So I’m graduating college in three days.

Actually, can you excuse me for a second? My brain keeps doing this stupid thing. If you’re up for a little peek inside my head right now, join me in the following parentheses. If not, skip ahead like nothing happened.

(AAAAAAAA! THE FUTURE! IT’S HERE! I’M IN TROUBLE! AAAAAAAAA! Ok. I think that was all I needed. Let’s do this.)

I have to finish a two-month internship over the summer, so I’m technically not DONE done, but it feels pretty graduation-y since I’ve finished my last undergrad class and I won’t be back next fall. My classmates and I have spent the last eight months worrying about this moment, with varying degrees of intensity. Last semester, we all joked about how we weren’t sure what we’d do after graduation but stepping into oncoming traffic was looking better and better ha ha. This semester, it’s not unusual to catch yourself thinking half-seriously about how quickly you can get to the nearest busy intersection.

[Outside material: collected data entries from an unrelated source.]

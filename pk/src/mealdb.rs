//! Adapter for the public recipe API's flat meal schema.
//!
//! The API has no arrays: a meal carries up to twenty numbered
//! `strIngredientN` / `strMeasureN` pairs. Inside this workspace recipes always
//! hold a native ingredient list; this module is the only place that knows
//! about the numbered slots.

use serde::Deserialize;
use serde_json::{Map, Value};

use crate::basic_models::{Ingredient, MediaRef, Recipe, RecipeDraft};

/// Number of ingredient/measure slots in the meal schema
pub const SLOT_COUNT: usize = 20;

#[derive(Debug, Clone, PartialEq, Eq, thiserror::Error)]
#[error("Recipe has {count} ingredients but the meal schema only has {SLOT_COUNT} slots")]
pub struct SlotOverflow {
    pub count: usize,
}

#[derive(Deserialize)]
struct MealsEnvelope {
    #[serde(default)]
    meals: Option<Vec<Value>>,
}

/// Parse a `{"meals": [...]}` response body into recipes.
///
/// The API answers `"meals": null` when nothing matched, which is an empty list
/// here. Entries that are not objects are skipped.
pub fn parse_meals(body: &str) -> serde_json::Result<Vec<Recipe>> {
    let envelope: MealsEnvelope = serde_json::from_str(body)?;
    Ok(envelope
        .meals
        .unwrap_or_default()
        .iter()
        .filter_map(|meal| match meal {
            Value::Object(fields) => Some(decode_meal(fields)),
            other => {
                tracing::warn!("Skipping meal entry that is not an object: {}", other);
                None
            }
        })
        .collect())
}

/// Read a single meal record.
///
/// All twenty slots are visited in order; a slot with a missing or blank
/// ingredient is skipped without ending the scan. Fields that are missing or
/// have an unexpected type fall back to their defaults, so this never fails.
pub fn decode_meal(fields: &Map<String, Value>) -> Recipe {
    let mut ingredients = vec![];
    for slot in 1..=SLOT_COUNT {
        let Some(name) = non_blank(text(fields, &format!("strIngredient{slot}"))) else {
            continue;
        };
        let measure = text(fields, &format!("strMeasure{slot}")).unwrap_or_default();
        ingredients.push(Ingredient { name, measure });
    }

    let id = non_blank(text(fields, "idMeal")).unwrap_or_else(|| {
        let generated = uuid::Uuid::new_v4().to_string();
        tracing::warn!("Meal has no idMeal, using generated id {}", generated);
        generated
    });

    Recipe::external(
        id,
        RecipeDraft {
            name: text(fields, "strMeal").unwrap_or_default(),
            category: text(fields, "strCategory").unwrap_or_default(),
            area: text(fields, "strArea").unwrap_or_default(),
            instructions: text(fields, "strInstructions").unwrap_or_default(),
            tags: non_blank(text(fields, "strTags")),
            youtube: non_blank(text(fields, "strYoutube")),
            ingredients,
            images: non_blank(text(fields, "strMealThumb"))
                .map(MediaRef::url)
                .into_iter()
                .collect(),
            videos: vec![],
        },
    )
}

/// Write a recipe back out in the flat meal schema.
///
/// Ingredient `i` lands in slot `i + 1`; unused slots are null. A recipe with
/// more ingredients than there are slots is rejected rather than truncated.
pub fn encode_meal(recipe: &Recipe) -> Result<Map<String, Value>, SlotOverflow> {
    if recipe.ingredients.len() > SLOT_COUNT {
        return Err(SlotOverflow {
            count: recipe.ingredients.len(),
        });
    }

    let mut fields = Map::new();
    fields.insert("idMeal".into(), Value::from(recipe.id()));
    fields.insert("strMeal".into(), Value::from(recipe.name.as_str()));
    fields.insert("strCategory".into(), Value::from(recipe.category.as_str()));
    fields.insert("strArea".into(), Value::from(recipe.area.as_str()));
    fields.insert(
        "strInstructions".into(),
        Value::from(recipe.instructions.as_str()),
    );
    fields.insert("strTags".into(), Value::from(recipe.tags.clone()));
    fields.insert("strYoutube".into(), Value::from(recipe.youtube.clone()));
    fields.insert(
        "strMealThumb".into(),
        Value::from(recipe.thumbnail_url().map(str::to_string)),
    );
    for slot in 1..=SLOT_COUNT {
        let ingredient = recipe.ingredients.get(slot - 1);
        fields.insert(
            format!("strIngredient{slot}"),
            Value::from(ingredient.map(|i| i.name.clone())),
        );
        fields.insert(
            format!("strMeasure{slot}"),
            Value::from(ingredient.map(|i| i.measure.clone())),
        );
    }
    Ok(fields)
}

fn text(fields: &Map<String, Value>, key: &str) -> Option<String> {
    match fields.get(key)? {
        Value::Null => None,
        Value::String(s) => Some(s.clone()),
        Value::Number(n) => Some(n.to_string()),
        other => {
            tracing::warn!("Ignoring {} with unexpected value {}", key, other);
            None
        }
    }
}

fn non_blank(value: Option<String>) -> Option<String> {
    value.filter(|s| !s.trim().is_empty())
}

At some point, though, it became too much work to worry about the future. I figure as long as I feel self-actualized and I don’t end up starving to death or sleeping on the streets under a copy of one of those “funny” newsletters bad breakfast diners keep on the tables, I’ll be alright. (I apologize if you write for one of those newsletters, but if you have to sleep under a paper, you probably don’t have time to giggle over why glue doesn’t stick to the inside of the bottle or why doctors call their businesses “practices”. I imagine you spend more time worrying about things like how to find food and avoid the pigeon-iest benches.) The point is, I’m not feeling anxious anymore. In fact, I’m kind of looking forward to graduation. I’m even experiencing something like… happiness.

Gross.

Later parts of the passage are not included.